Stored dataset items
-*-
use crate::cli::Output;
use crate::config::core::{DEFAULT_CONFIG, REPO_CONFIG_FILE};
use crate::config::{CliOverrides, FileflowConfig};
use anyhow::{Context, Result};
use clap::{Args, Subcommand, ValueEnum};
use std::path::Path;
use std::process::ExitCode;

#[derive(Args)]
pub struct ConfigArgs {
    #[command(subcommand)]
    pub command: ConfigCommand,
}

#[derive(Subcommand)]
pub enum ConfigCommand {
    /// Create a fileflow.toml with the default settings
    Init {
        /// Overwrite an existing file
        #[arg(short, long)]
        force: bool,
    },
    /// Display current merged configuration
    Show {
        /// Output format
        #[arg(short, long, value_enum, default_value_t = ShowFormat::Toml)]
        format: ShowFormat,
    },
    /// Check that the merged configuration is valid
    Validate,
}

#[derive(Debug, Clone, Copy, PartialEq, Eq, ValueEnum)]
pub enum ShowFormat {
    Toml,
    Json,
}

pub fn execute(args: ConfigArgs, quiet: bool, custom_config: Option<&Path>) -> Result<ExitCode> {
    let output = Output::new(false, quiet);

    match args.command {
        ConfigCommand::Init { force } => init(&output, force),
        ConfigCommand::Show { format } => {
            let config = FileflowConfig::load(custom_config, None::<CliOverrides>)?.app_config()?;
            let rendered = match format {
                ShowFormat::Toml => toml::to_string_pretty(&config).context("Failed to render TOML")?,
                ShowFormat::Json => serde_json::to_string_pretty(&config).context("Failed to render JSON")?,
            };
            output.plain(rendered.trim_end());
            Ok(ExitCode::SUCCESS)
        }
        ConfigCommand::Validate => {
            let loaded = FileflowConfig::load(custom_config, None::<CliOverrides>)
                .and_then(|config| config.app_config());
            match loaded {
                Ok(config) => {
                    output.success("Configuration is valid");
                    output.table_row("Worker threads", &config.worker_count().to_string());
                    output.table_row("Output directory", &config.output_dir.display().to_string());
                    Ok(ExitCode::SUCCESS)
                }
                Err(e) => {
                    output.error(&format!("{e:#}"));
                    Ok(ExitCode::FAILURE)
                }
            }
        }
    }
}

fn init(output: &Output, force: bool) -> Result<ExitCode> {
    let path = Path::new(REPO_CONFIG_FILE);
    if path.exists() && !force {
        output.warning(&format!("{REPO_CONFIG_FILE} already exists, use --force to overwrite"));
        return Ok(ExitCode::FAILURE);
    }

    std::fs::write(path, DEFAULT_CONFIG)
        .with_context(|| format!("Failed to write {}", path.display()))?;
    output.success(&format!("Created {REPO_CONFIG_FILE} with default settings"));
    Ok(ExitCode::SUCCESS)
}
-*-
◆ TASK ITEM
Return, from the entries, each line that holds "bool".

◆ EXERCISE RESPONSE
        force: bool,
pub fn execute(args: ConfigArgs, quiet: bool, custom_config: Option<&Path>) -> Result<ExitCode> {
fn init(output: &Output, force: bool) -> Result<ExitCode> {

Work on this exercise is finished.